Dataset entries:
[Start of section]

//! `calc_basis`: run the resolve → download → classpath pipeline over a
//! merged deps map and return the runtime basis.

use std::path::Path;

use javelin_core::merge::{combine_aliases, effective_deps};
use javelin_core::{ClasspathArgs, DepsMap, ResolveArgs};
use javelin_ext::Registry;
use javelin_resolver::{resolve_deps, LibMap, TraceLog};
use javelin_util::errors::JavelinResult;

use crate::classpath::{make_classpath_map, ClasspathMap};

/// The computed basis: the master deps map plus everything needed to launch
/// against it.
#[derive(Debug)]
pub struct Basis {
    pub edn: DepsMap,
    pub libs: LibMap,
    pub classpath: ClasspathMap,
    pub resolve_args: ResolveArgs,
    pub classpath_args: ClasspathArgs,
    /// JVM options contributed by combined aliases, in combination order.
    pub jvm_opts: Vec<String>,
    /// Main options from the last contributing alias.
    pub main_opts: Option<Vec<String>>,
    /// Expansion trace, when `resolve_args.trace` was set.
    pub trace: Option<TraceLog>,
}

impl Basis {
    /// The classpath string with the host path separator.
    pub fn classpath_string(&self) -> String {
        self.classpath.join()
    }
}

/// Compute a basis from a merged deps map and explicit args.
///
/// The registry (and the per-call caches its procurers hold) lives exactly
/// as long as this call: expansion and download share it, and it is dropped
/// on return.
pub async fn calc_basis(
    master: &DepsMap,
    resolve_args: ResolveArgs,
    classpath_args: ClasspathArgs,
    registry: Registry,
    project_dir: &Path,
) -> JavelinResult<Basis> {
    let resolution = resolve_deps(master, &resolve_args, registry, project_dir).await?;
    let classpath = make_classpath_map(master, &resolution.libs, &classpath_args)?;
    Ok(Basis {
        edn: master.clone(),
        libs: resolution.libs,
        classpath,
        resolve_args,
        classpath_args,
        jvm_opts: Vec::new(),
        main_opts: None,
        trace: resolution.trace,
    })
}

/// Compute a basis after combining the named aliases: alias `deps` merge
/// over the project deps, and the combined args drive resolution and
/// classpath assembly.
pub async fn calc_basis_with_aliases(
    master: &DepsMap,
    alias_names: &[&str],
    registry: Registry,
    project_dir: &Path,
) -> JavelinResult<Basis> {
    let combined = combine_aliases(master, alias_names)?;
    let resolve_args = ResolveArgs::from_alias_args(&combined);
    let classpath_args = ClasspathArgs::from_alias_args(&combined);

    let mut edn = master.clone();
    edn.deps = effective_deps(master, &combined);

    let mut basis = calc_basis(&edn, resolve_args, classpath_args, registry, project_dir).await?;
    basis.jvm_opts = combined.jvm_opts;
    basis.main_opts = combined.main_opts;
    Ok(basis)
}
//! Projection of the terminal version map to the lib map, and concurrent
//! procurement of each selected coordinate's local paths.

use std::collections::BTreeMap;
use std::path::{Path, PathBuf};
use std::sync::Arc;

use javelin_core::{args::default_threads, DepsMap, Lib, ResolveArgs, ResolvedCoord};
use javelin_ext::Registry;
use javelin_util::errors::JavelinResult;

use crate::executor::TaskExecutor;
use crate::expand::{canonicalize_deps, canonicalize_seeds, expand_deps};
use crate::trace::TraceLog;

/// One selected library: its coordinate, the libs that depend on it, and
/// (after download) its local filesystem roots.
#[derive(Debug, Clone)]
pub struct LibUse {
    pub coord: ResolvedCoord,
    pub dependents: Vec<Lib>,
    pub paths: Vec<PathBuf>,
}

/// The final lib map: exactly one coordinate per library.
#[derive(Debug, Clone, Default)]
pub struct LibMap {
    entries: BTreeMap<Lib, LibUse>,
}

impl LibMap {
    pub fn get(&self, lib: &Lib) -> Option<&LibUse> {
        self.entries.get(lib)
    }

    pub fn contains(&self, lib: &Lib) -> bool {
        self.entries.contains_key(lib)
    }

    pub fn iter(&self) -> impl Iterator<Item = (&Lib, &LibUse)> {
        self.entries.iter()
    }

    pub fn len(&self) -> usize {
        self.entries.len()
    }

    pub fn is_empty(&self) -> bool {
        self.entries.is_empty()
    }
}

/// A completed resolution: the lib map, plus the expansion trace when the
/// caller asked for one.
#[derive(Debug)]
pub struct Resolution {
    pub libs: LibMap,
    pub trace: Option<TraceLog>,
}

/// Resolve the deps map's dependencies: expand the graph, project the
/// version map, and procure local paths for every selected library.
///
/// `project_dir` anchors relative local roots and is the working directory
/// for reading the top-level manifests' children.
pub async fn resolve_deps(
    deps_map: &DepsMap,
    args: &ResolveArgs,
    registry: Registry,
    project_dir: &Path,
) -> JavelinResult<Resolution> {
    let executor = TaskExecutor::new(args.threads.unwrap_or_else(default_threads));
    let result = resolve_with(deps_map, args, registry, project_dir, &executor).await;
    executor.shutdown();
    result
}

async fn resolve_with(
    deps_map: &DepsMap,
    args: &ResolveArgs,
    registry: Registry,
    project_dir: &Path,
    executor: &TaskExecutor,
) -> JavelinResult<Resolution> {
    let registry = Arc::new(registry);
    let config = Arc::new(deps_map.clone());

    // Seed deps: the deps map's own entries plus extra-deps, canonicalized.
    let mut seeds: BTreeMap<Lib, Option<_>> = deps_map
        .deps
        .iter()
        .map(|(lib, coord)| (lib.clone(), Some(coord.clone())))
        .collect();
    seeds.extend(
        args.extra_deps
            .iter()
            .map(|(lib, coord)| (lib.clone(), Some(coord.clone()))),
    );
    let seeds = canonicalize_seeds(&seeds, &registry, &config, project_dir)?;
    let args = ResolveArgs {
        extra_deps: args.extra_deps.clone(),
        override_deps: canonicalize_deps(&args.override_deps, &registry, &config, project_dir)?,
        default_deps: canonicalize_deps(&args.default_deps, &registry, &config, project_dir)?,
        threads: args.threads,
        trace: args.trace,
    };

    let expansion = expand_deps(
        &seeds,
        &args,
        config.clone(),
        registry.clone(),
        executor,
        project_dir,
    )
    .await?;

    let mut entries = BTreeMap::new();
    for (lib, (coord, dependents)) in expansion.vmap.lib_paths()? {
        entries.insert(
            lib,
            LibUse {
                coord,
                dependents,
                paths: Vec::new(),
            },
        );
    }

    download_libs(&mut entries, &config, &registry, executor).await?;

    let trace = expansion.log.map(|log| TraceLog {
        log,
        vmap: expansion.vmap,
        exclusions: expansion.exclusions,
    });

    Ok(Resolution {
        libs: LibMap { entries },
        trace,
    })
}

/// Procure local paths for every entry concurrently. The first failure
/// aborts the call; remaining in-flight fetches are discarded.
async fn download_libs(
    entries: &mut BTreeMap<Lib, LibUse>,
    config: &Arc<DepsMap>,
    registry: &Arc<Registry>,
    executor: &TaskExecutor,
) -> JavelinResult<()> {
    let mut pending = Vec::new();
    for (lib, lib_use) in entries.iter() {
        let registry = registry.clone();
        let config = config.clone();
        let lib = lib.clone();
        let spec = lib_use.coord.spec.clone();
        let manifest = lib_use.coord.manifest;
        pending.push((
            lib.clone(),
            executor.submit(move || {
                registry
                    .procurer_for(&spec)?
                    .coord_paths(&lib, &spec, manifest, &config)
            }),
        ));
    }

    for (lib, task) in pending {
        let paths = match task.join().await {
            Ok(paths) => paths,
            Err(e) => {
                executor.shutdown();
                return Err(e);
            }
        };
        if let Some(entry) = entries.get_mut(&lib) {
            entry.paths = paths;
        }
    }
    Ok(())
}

[End of section]

▸ YOUR TASK
In the data above, find the line with "pub fn classpath_string(&self)" and the line with "basis.jvm_opts = combined.jvm_opts;". Retype both, plus every line between them, exactly.

▸ SOLUTION FOR THIS PROBLEM
    pub fn classpath_string(&self) -> String {
        self.classpath.join()
    }
}

/// Compute a basis from a merged deps map and explicit args.
///
/// The registry (and the per-call caches its procurers hold) lives exactly
/// as long as this call: expansion and download share it, and it is dropped
/// on return.
pub async fn calc_basis(
    master: &DepsMap,
    resolve_args: ResolveArgs,
    classpath_args: ClasspathArgs,
    registry: Registry,
    project_dir: &Path,
) -> JavelinResult<Basis> {
    let resolution = resolve_deps(master, &resolve_args, registry, project_dir).await?;
    let classpath = make_classpath_map(master, &resolution.libs, &classpath_args)?;
    Ok(Basis {
        edn: master.clone(),
        libs: resolution.libs,
        classpath,
        resolve_args,
        classpath_args,
        jvm_opts: Vec::new(),
        main_opts: None,
        trace: resolution.trace,
    })
}

/// Compute a basis after combining the named aliases: alias `deps` merge
/// over the project deps, and the combined args drive resolution and
/// classpath assembly.
pub async fn calc_basis_with_aliases(
    master: &DepsMap,
    alias_names: &[&str],
    registry: Registry,
    project_dir: &Path,
) -> JavelinResult<Basis> {
    let combined = combine_aliases(master, alias_names)?;
    let resolve_args = ResolveArgs::from_alias_args(&combined);
    let classpath_args = ClasspathArgs::from_alias_args(&combined);

    let mut edn = master.clone();
    edn.deps = effective_deps(master, &combined);

    let mut basis = calc_basis(&edn, resolve_args, classpath_args, registry, project_dir).await?;
    basis.jvm_opts = combined.jvm_opts;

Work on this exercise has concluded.